Hell is Other People’s Screen Time Policies
The title for this post is quoted from an article written by Lauren Smiley for theverge.com.
As my son River gets closer and closer to his second birthday (this coming November), there’s a big “what next” question Brad and I are going to have to face as parents: What to do about SCREEN TIME? The American Academy of Pediatrics updated its guidelines in 2016, and even this “go-to” black and white rule is now outdated. (Read the summary, here.)
If I had it my way (and I’m glad I don’t; I’m a better parent when the parenting is collaborative), I’d continue with no screen time before the age of 2 until the age of…well, let’s just say, for a long ass time. We don’t have tablets or gaming devices in our home, and our TV screen is in an unfinished basement with flimsy lighting. My husband and I stream Netflix and shows on Amazon Prime maybe one evening a week, when we’re too tired to do anything else.
In other words, we’re pretty low on screen time already, and if the best way to teach your child to drive safely is to model safe driving all their lives, then it follows that modeling appropriate screen time would yield similar results. While individual use of cell phones for video lessons or humorous feeds and links online is definitely part of Brad’s “recharge” and chillax routine after a 12-hour shift (and is never a part of mine)—I get it. As long as family needs are taken care of and we’re flowing, to each his/her own.

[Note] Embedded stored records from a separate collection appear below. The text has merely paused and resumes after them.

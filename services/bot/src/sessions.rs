//! Typed-prompt store for multi-step chat flows ("send the amount", "send
//! the address"). One live prompt per user: issuing a new one supersedes
//! the old, and replies to stale or expired prompts are rejected.

use std::collections::HashMap;
use std::sync::atomic::{AtomicU64, Ordering};
use std::sync::{Arc, Mutex};
use std::time::{Duration, Instant};

use shared::constants::PROMPT_TTL_SECS;
use shared::{Asset, Cents};

use crate::domain::{GameKind, UserId};
use crate::errors::{AppError, Result};

pub type PromptId = u64;

#[derive(Debug, Clone, PartialEq)]
pub enum PromptKind {
    DepositAmount {
        asset: Asset,
    },
    WithdrawAmount {
        asset: Asset,
    },
    WithdrawAddress {
        asset: Asset,
        fiat: Cents,
    },
    BetAmount {
        game: GameKind,
        selections: Vec<usize>,
    },
    AdminAdjust {
        target: UserId,
    },
    /// Stake debited, waiting for the platform animation value.
    AwaitRoll {
        game: GameKind,
        selections: Vec<usize>,
        bet: Cents,
        bet_tx_id: String,
    },
}

#[derive(Debug, Clone)]
struct PendingPrompt {
    id: PromptId,
    kind: PromptKind,
    issued_at: Instant,
}

#[derive(Clone)]
pub struct SessionStore {
    prompts: Arc<Mutex<HashMap<UserId, PendingPrompt>>>,
    next_id: Arc<AtomicU64>,
    ttl: Duration,
}

impl SessionStore {
    pub fn new() -> Self {
        Self {
            prompts: Arc::new(Mutex::new(HashMap::new())),
            next_id: Arc::new(AtomicU64::new(1)),
            ttl: Duration::from_secs(PROMPT_TTL_SECS as u64),
        }
    }

    #[cfg(test)]
    fn with_ttl(ttl: Duration) -> Self {
        Self {
            ttl,
            ..Self::new()
        }
    }

    /// Issue a prompt, superseding any live one for the user.
    pub fn prompt(&self, user_id: UserId, kind: PromptKind) -> PromptId {
        let id = self.next_id.fetch_add(1, Ordering::Relaxed);
        let mut prompts = self.prompts.lock().expect("prompt map poisoned");
        prompts.insert(
            user_id,
            PendingPrompt {
                id,
                kind,
                issued_at: Instant::now(),
            },
        );
        id
    }

    /// Consume the user's live prompt. `expected` of `Some(id)` enforces
    /// the reply is to that exact prompt; a mismatch or an expired prompt
    /// fails without consuming anything newer.
    pub fn take(&self, user_id: UserId, expected: Option<PromptId>) -> Result<PromptKind> {
        let mut prompts = self.prompts.lock().expect("prompt map poisoned");
        let current = prompts.get(&user_id).ok_or(AppError::PromptSuperseded)?;

        if let Some(expected) = expected {
            if current.id != expected {
                return Err(AppError::PromptSuperseded);
            }
        }
        if current.issued_at.elapsed() > self.ttl {
            prompts.remove(&user_id);
            return Err(AppError::PromptSuperseded);
        }

        let taken = prompts.remove(&user_id).ok_or(AppError::PromptSuperseded)?;
        Ok(taken.kind)
    }

    pub fn peek(&self, user_id: UserId) -> Option<PromptKind> {
        let prompts = self.prompts.lock().expect("prompt map poisoned");
        prompts
            .get(&user_id)
            .filter(|p| p.issued_at.elapsed() <= self.ttl)
            .map(|p| p.kind.clone())
    }

    pub fn clear(&self, user_id: UserId) {
        self.prompts
            .lock()
            .expect("prompt map poisoned")
            .remove(&user_id);
    }

    fn evict_expired(&self) -> usize {
        let mut prompts = self.prompts.lock().expect("prompt map poisoned");
        let before = prompts.len();
        prompts.retain(|_, p| p.issued_at.elapsed() <= self.ttl);
        before - prompts.len()
    }

    /// Eviction loop; keeps the map from accumulating abandoned flows.
    pub async fn run_evictor(self) {
        let mut tick = tokio::time::interval(Duration::from_secs(60));
        loop {
            tick.tick().await;
            let evicted = self.evict_expired();
            if evicted > 0 {
                tracing::debug!(evicted, "Evicted expired prompts");
            }
        }
    }
}

impl Default for SessionStore {
    fn default() -> Self {
        Self::new()
    }
}
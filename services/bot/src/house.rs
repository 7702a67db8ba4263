//! House accountant
//!
//! Maintains the single house bookkeeping row. Every mutation happens
//! inside the ledger transaction that produced the player-side row, so the
//! aggregate can never drift from the sum of ledger rows.

use chrono::{DateTime, Duration as ChronoDuration, Utc};
use shared::Cents;
use sqlx::{SqliteConnection, SqlitePool};
use std::time::Duration;

use crate::domain::HouseAggregate;
use crate::errors::Result;

/// House balance below this is a warning ($1,000).
pub const WARNING_THRESHOLD: Cents = Cents::from_dollars(1_000);

/// House balance below this is critical ($100).
pub const CRITICAL_THRESHOLD: Cents = Cents::from_dollars(100);

/// Rolling-window payout ratio above this is a warning.
pub const PAYOUT_RATIO_WARNING: f64 = 0.98;

/// Mirror of a ledger row from the operator's perspective.
#[derive(Debug, Clone, Copy)]
pub enum HouseEffect {
    /// Player bet debited: the stake moves to the house.
    Bet(Cents),
    /// Player win credited: paid out of the house.
    Win(Cents),
    /// Deposit credited to a player: backing funds arrive at the house.
    Deposit(Cents),
    /// Withdrawal debited from a player; the house pays out net of fee.
    Withdrawal { amount: Cents, fee: Cents },
    /// Compensating reversal of a failed withdrawal.
    WithdrawalReversal { amount: Cents, fee: Cents },
    /// Bonus or referral commission credited to a player.
    Bonus(Cents),
    /// Admin adjustment of a player balance; costs the house the delta.
    Adjust(Cents),
    /// Direct house bankroll operation, no player side.
    Operation(Cents),
}

/// Apply one effect inside the caller's transaction.
pub async fn apply(conn: &mut SqliteConnection, effect: HouseEffect) -> sqlx::Result<()> {
    let now = Utc::now();
    match effect {
        HouseEffect::Bet(bet) => {
            sqlx::query(
                "UPDATE house SET balance = balance + ?1,
                     total_player_losses = total_player_losses + ?1,
                     revenue_today = revenue_today + ?1,
                     profit_today = profit_today + ?1,
                     last_updated = ?2
                 WHERE id = 1",
            )
            .bind(bet)
            .bind(now)
            .execute(conn)
            .await?;
        }
        HouseEffect::Win(win) => {
            sqlx::query(
                "UPDATE house SET balance = balance - ?1,
                     total_player_wins = total_player_wins + ?1,
                     profit_today = profit_today - ?1,
                     last_updated = ?2
                 WHERE id = 1",
            )
            .bind(win)
            .bind(now)
            .execute(conn)
            .await?;
        }
        HouseEffect::Deposit(amount) => {
            sqlx::query(
                "UPDATE house SET balance = balance + ?1,
                     total_deposits = total_deposits + ?1,
                     last_updated = ?2
                 WHERE id = 1",
            )
            .bind(amount)
            .bind(now)
            .execute(conn)
            .await?;
        }
        HouseEffect::Withdrawal { amount, fee } => {
            sqlx::query(
                "UPDATE house SET balance = balance - (?1 - ?2),
                     total_withdrawals = total_withdrawals + ?1,
                     total_fees_collected = total_fees_collected + ?2,
                     last_updated = ?3
                 WHERE id = 1",
            )
            .bind(amount)
            .bind(fee)
            .bind(now)
            .execute(conn)
            .await?;
        }
        HouseEffect::WithdrawalReversal { amount, fee } => {
            sqlx::query(
                "UPDATE house SET balance = balance + (?1 - ?2),
                     total_withdrawals = total_withdrawals - ?1,
                     total_fees_collected = total_fees_collected - ?2,
                     last_updated = ?3
                 WHERE id = 1",
            )
            .bind(amount)
            .bind(fee)
            .bind(now)
            .execute(conn)
            .await?;
        }
        HouseEffect::Bonus(amount) => {
            sqlx::query(
                "UPDATE house SET balance = balance - ?1,
                     total_bonuses_paid = total_bonuses_paid + ?1,
                     last_updated = ?2
                 WHERE id = 1",
            )
            .bind(amount)
            .bind(now)
            .execute(conn)
            .await?;
        }
        HouseEffect::Adjust(delta) => {
            sqlx::query(
                "UPDATE house SET balance = balance - ?1, last_updated = ?2 WHERE id = 1",
            )
            .bind(delta)
            .bind(now)
            .execute(conn)
            .await?;
        }
        HouseEffect::Operation(delta) => {
            sqlx::query(
                "UPDATE house SET balance = balance + ?1, last_updated = ?2 WHERE id = 1",
            )
            .bind(delta)
            .bind(now)
            .execute(conn)
            .await?;
        }
    }
    Ok(())
}

/// Bump the per-day game counter; called when a session row is inserted.
pub async fn record_game(conn: &mut SqliteConnection) -> sqlx::Result<()> {
    sqlx::query(
        "UPDATE house SET games_played_today = games_played_today + 1, last_updated = ?1
         WHERE id = 1",
    )
    .bind(Utc::now())
    .execute(conn)
    .await?;
    Ok(())
}

pub async fn fetch(pool: &SqlitePool) -> Result<HouseAggregate> {
    let row = sqlx::query_as::<_, HouseAggregate>("SELECT * FROM house WHERE id = 1")
        .fetch_one(pool)
        .await?;
    Ok(row)
}

#[derive(Debug, Clone, Copy, PartialEq, Eq)]
pub enum HouseHealth {
    Ok,
    Warning,
    Critical,
}

/// On-demand health check: bankroll thresholds plus a 24h payout ratio.
pub async fn health(pool: &SqlitePool) -> Result<HouseHealth> {
    let house = fetch(pool).await?;
    if house.balance < CRITICAL_THRESHOLD {
        return Ok(HouseHealth::Critical);
    }

    let since = Utc::now() - ChronoDuration::hours(24);
    let (wagered, won): (Option<i64>, Option<i64>) = sqlx::query_as(
        "SELECT SUM(bet_amount), SUM(win_amount) FROM game_sessions WHERE created_at > ?1",
    )
    .bind(since)
    .fetch_one(pool)
    .await?;

    let wagered = wagered.unwrap_or(0);
    let won = won.unwrap_or(0);
    let payout_ratio = if wagered > 0 {
        won as f64 / wagered as f64
    } else {
        0.0
    };

    if house.balance < WARNING_THRESHOLD || payout_ratio > PAYOUT_RATIO_WARNING {
        Ok(HouseHealth::Warning)
    } else {
        Ok(HouseHealth::Ok)
    }
}

/// Idempotent reset of the daily counters at the UTC midnight boundary.
///
/// The `last_daily_reset < boundary` guard makes re-entry harmless.
pub async fn reset_daily_if_due(pool: &SqlitePool) -> Result<bool> {
    let boundary: DateTime<Utc> = Utc::now()
        .date_naive()
        .and_hms_opt(0, 0, 0)
        .expect("midnight is a valid time")
        .and_utc();

    let result = sqlx::query(
        "UPDATE house SET games_played_today = 0, revenue_today = 0, profit_today = 0,
             last_daily_reset = ?1, last_updated = ?1
         WHERE id = 1 AND last_daily_reset < ?1",
    )
    .bind(boundary)
    .execute(pool)
    .await?;

    Ok(result.rows_affected() > 0)
}

/// Periodic task driving the daily reset.
pub async fn run_daily_reset(pool: SqlitePool) {
    let mut ticker = tokio::time::interval(Duration::from_secs(60));
    loop {
        ticker.tick().await;
        match reset_daily_if_due(&pool).await {
            Ok(true) => tracing::info!("Daily house counters reset"),
            Ok(false) => {}
            Err(e) => tracing::error!(error = %e, "Daily reset failed"),
        }
    }
}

But when it comes to my son, I look at it this way: The world River meets when he steps out of our home is full of screens. If he’s at a friend’s house or a birthday party or relatives are all watching Hokies football, you can bet he’ll be included. And as he grows, outside the confines of our home environment, he will never be without screens unless he chooses to limit his exposure or make lifestyle choices that embody a less digital M.O.
Whether I like it or not, my son is going to have to fight for silence, natural light, and his right to privacy for his entire life. If the average American can recognize literally hundreds of company logos (the images, no text) simply because of indirect exposure…what will my son’s generation be absorbing? How much space will be left for individuality? Original thinking? I want to do what I can to assure River’s individuality is strong and solid, before crowding it with confusing, capitalist, or corporate messaging. (And I’m not the only one, a Texas family started Wait Until 8th, a pledge-movement regarding smartphones, that’s fast gaining momentum.)
But I don’t want to raise my son in a bubble. The mountain-hugged valley we live in and the art-nature-centered community we surround ourselves with supports a quieter, moderately unplugged existence. We’re grateful. I feel like we live in a place that will encourage our son to make healthy choices that are right for who he wants to be. But it’d be doing him a disservice to keep him away from an iPad, if the local public school uses iPads for assessment exams. It’d be social suicide to make him leave the room if video games came on screen. I’d never want that for him. So how can these things be integrated successfully into the home? How can empowerment and choice lead the way, rather than tension or power struggles?
I found one media planning tool that’s a strong place to start. And Truth About Tech conducts studies and offers parenting and adovocay tools that are worth its weight in gold. Long gone, it seems, are the days of reading about mastitis and colic…hard to imagine I’d miss that!